● **The records**
//! Inbound side: the HTTP endpoint the local onion service forwards to.
//!
//! Four fixed POST routes, one per handshake stage. Each decodes its JSON
//! body and hands it to an [`InboundHandler`]. Answers are a bare boolean
//! (or an [`IntroduceAnswer`]); no error detail ever leaves this process.

use std::net::SocketAddr;
use std::sync::Arc;

use async_trait::async_trait;
use axum::{
    body::Bytes,
    extract::{DefaultBodyLimit, State},
    http::StatusCode,
    middleware,
    response::{IntoResponse, Response},
    routing::post,
    Json, Router,
};
use serde::de::DeserializeOwned;
use tokio::net::TcpListener;
use tokio::sync::watch;
use tower_http::trace::TraceLayer;
use tracing::{debug, info};

use murmur_shared::protocol::{
    paths, ConfirmKeyRequest, DeliverRequest, IntroduceAnswer, IntroduceRequest, SealedBody,
};

use crate::error::NetError;
use crate::rate_limit::{rate_limit_middleware, RateLimiter};

/// Largest request body accepted on any route.
pub const MAX_BODY_BYTES: usize = 1024 * 1024;

/// Receiver of decoded inbound requests.
#[async_trait]
pub trait InboundHandler: Send + Sync {
    async fn introduce(&self, request: IntroduceRequest) -> IntroduceAnswer;

    async fn confirm_key(&self, request: ConfirmKeyRequest) -> bool;

    async fn set_session_key(&self, request: SealedBody) -> bool;

    async fn deliver(&self, request: DeliverRequest) -> bool;
}

#[derive(Clone)]
struct ListenerState {
    handler: Arc<dyn InboundHandler>,
}

/// Build the inbound router around `handler`.
pub fn build_router(handler: Arc<dyn InboundHandler>, limiter: RateLimiter) -> Router {
    Router::new()
        .route(paths::INTRODUCE, post(introduce))
        .route(paths::CONFIRM_KEY, post(confirm_key))
        .route(paths::SET_SESSION_KEY, post(set_session_key))
        .route(paths::DELIVER, post(deliver))
        .layer(DefaultBodyLimit::max(MAX_BODY_BYTES))
        .layer(middleware::from_fn_with_state(limiter, rate_limit_middleware))
        .layer(TraceLayer::new_for_http())
        .with_state(ListenerState { handler })
}

fn decode<T: DeserializeOwned>(path: &str, body: &[u8]) -> Option<T> {
    match serde_json::from_slice(body) {
        Ok(value) => Some(value),
        Err(e) => {
            debug!(path, error = %e, "undecodable inbound request");
            None
        }
    }
}

fn refused(answer: impl serde::Serialize) -> Response {
    (StatusCode::BAD_REQUEST, Json(answer)).into_response()
}

async fn introduce(State(state): State<ListenerState>, body: Bytes) -> Response {
    match decode::<IntroduceRequest>(paths::INTRODUCE, &body) {
        Some(req) => Json(state.handler.introduce(req).await).into_response(),
        None => refused(IntroduceAnswer::rejected()),
    }
}

async fn confirm_key(State(state): State<ListenerState>, body: Bytes) -> Response {
    match decode::<ConfirmKeyRequest>(paths::CONFIRM_KEY, &body) {
        Some(req) => Json(state.handler.confirm_key(req).await).into_response(),
        None => refused(false),
    }
}

async fn set_session_key(State(state): State<ListenerState>, body: Bytes) -> Response {
    match decode::<SealedBody>(paths::SET_SESSION_KEY, &body) {
        Some(req) => Json(state.handler.set_session_key(req).await).into_response(),
        None => refused(false),
    }
}

async fn deliver(State(state): State<ListenerState>, body: Bytes) -> Response {
    match decode::<DeliverRequest>(paths::DELIVER, &body) {
        Some(req) => Json(state.handler.deliver(req).await).into_response(),
        None => refused(false),
    }
}

/// A bound, not yet serving, inbound listener.
pub struct Listener {
    tcp: TcpListener,
}

impl Listener {
    pub async fn bind(addr: SocketAddr) -> Result<Self, NetError> {
        let tcp = TcpListener::bind(addr).await?;
        Ok(Self { tcp })
    }

    /// The address actually bound (useful with port 0).
    pub fn local_addr(&self) -> Result<SocketAddr, NetError> {
        Ok(self.tcp.local_addr()?)
    }

    /// Serve `router` until `shutdown` flips to `true` (or its sender is
    /// dropped). In-flight requests finish before this returns.
    pub async fn serve(self, router: Router, mut shutdown: watch::Receiver<bool>) -> Result<(), NetError> {
        info!(addr = %self.local_addr()?, "inbound listener started");

        axum::serve(
            self.tcp,
            router.into_make_service_with_connect_info::<SocketAddr>(),
        )
        .with_graceful_shutdown(async move {
            // A dropped sender counts as shutdown too.
            let _ = shutdown.wait_for(|stop| *stop).await;
        })
        .await?;

        info!("inbound listener stopped");
        Ok(())
    }
}

#[cfg(test)]
mod tests {
    use std::sync::atomic::{AtomicUsize, Ordering};

    use axum::body::Body;
    use axum::http::Request;
    use tower::ServiceExt;

    use murmur_shared::types::{ContactId, PeerAddress, PeerKey};

    use super::*;

    #[derive(Default)]
    struct Recorder {
        calls: AtomicUsize,
    }

    #[async_trait]
    impl InboundHandler for Recorder {
        async fn introduce(&self, request: IntroduceRequest) -> IntroduceAnswer {
            self.calls.fetch_add(1, Ordering::SeqCst);
            IntroduceAnswer::accepted(ContactId(request.proposed_remote_id.0 + 100))
        }

        async fn confirm_key(&self, _request: ConfirmKeyRequest) -> bool {
            self.calls.fetch_add(1, Ordering::SeqCst);
            true
        }

        async fn set_session_key(&self, request: SealedBody) -> bool {
            self.calls.fetch_add(1, Ordering::SeqCst);
            !request.0.is_empty()
        }

        async fn deliver(&self, _request: DeliverRequest) -> bool {
            self.calls.fetch_add(1, Ordering::SeqCst);
            false
        }
    }

    fn post_json(path: &str, body: String) -> Request<Body> {
        Request::post(path)
            .header("content-type", "application/json")
            .body(Body::from(body))
            .unwrap()
    }

    async fn body_of(resp: Response) -> Vec<u8> {
        axum::body::to_bytes(resp.into_body(), MAX_BODY_BYTES)
            .await
            .unwrap()
            .to_vec()
    }

    #[tokio::test]
    async fn test_introduce_route() {
        let handler = Arc::new(Recorder::default());
        let app = build_router(handler.clone(), RateLimiter::default());

        let req = IntroduceRequest {
            name: "alice".into(),
            hello: "hi".into(),
            address: PeerAddress::parse("alice.onion").unwrap(),
            shared_secret: vec![7; 32],
            public_key: PeerKey([1; 32]),
            proposed_remote_id: ContactId(5),
        };
        let resp = app
            .oneshot(post_json(paths::INTRODUCE, serde_json::to_string(&req).unwrap()))
            .await
            .unwrap();
        assert_eq!(resp.status(), StatusCode::OK);

        let answer: IntroduceAnswer = serde_json::from_slice(&body_of(resp).await).unwrap();
        assert_eq!(answer, IntroduceAnswer::accepted(ContactId(105)));
        assert_eq!(handler.calls.load(Ordering::SeqCst), 1);
    }

    #[tokio::test]
    async fn test_boolean_routes() {
        let handler = Arc::new(Recorder::default());
        let app = build_router(handler.clone(), RateLimiter::default());

        let resp = app
            .clone()
            .oneshot(post_json(paths::SET_SESSION_KEY, "\"AAEC\"".into()))
            .await
            .unwrap();
        assert_eq!(body_of(resp).await, b"true");

        let deliver = DeliverRequest {
            remote_id: ContactId(1),
            batch: vec![0; 16],
        };
        let resp = app
            .oneshot(post_json(paths::DELIVER, serde_json::to_string(&deliver).unwrap()))
            .await
            .unwrap();
        assert_eq!(resp.status(), StatusCode::OK);
        assert_eq!(body_of(resp).await, b"false");
        assert_eq!(handler.calls.load(Ordering::SeqCst), 2);
    }

    #[tokio::test]
    async fn test_garbage_is_refused_without_reaching_handler() {
        let handler = Arc::new(Recorder::default());
        let app = build_router(handler.clone(), RateLimiter::default());

        let resp = app
            .oneshot(post_json(paths::CONFIRM_KEY, "{not json".into()))
            .await
            .unwrap();
        assert_eq!(resp.status(), StatusCode::BAD_REQUEST);
        assert_eq!(body_of(resp).await, b"false");
        assert_eq!(handler.calls.load(Ordering::SeqCst), 0);
    }

    #[tokio::test]
    async fn test_unknown_path() {
        let app = build_router(Arc::new(Recorder::default()), RateLimiter::default());
        let resp = app.oneshot(post_json("/admin", "{}".into())).await.unwrap();
        assert_eq!(resp.status(), StatusCode::NOT_FOUND);
    }

    #[tokio::test]
    async fn test_serve_until_shutdown() {
        let listener = Listener::bind("127.0.0.1:0".parse().unwrap()).await.unwrap();
        let addr = listener.local_addr().unwrap();
        let app = build_router(Arc::new(Recorder::default()), RateLimiter::default());
        let (tx, rx) = watch::channel(false);
        let server = tokio::spawn(listener.serve(app, rx));

        let transport = crate::transport::HttpTransport::new(None).unwrap();
        let peer = PeerAddress::parse(&addr.to_string()).unwrap();
        let ok: bool = crate::transport::call(
            &transport,
            &peer,
            paths::SET_SESSION_KEY,
            &SealedBody(vec![1, 2, 3]),
        )
        .await
        .unwrap();
        assert!(ok);

        tx.send(true).unwrap();
        server.await.unwrap().unwrap();
    }
}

● **Directions for this task**
Within the entries, find all lines that contain "TcpListener" and copy each one.

● **Task solution**
use tokio::net::TcpListener;
    tcp: TcpListener,
        let tcp = TcpListener::bind(addr).await?;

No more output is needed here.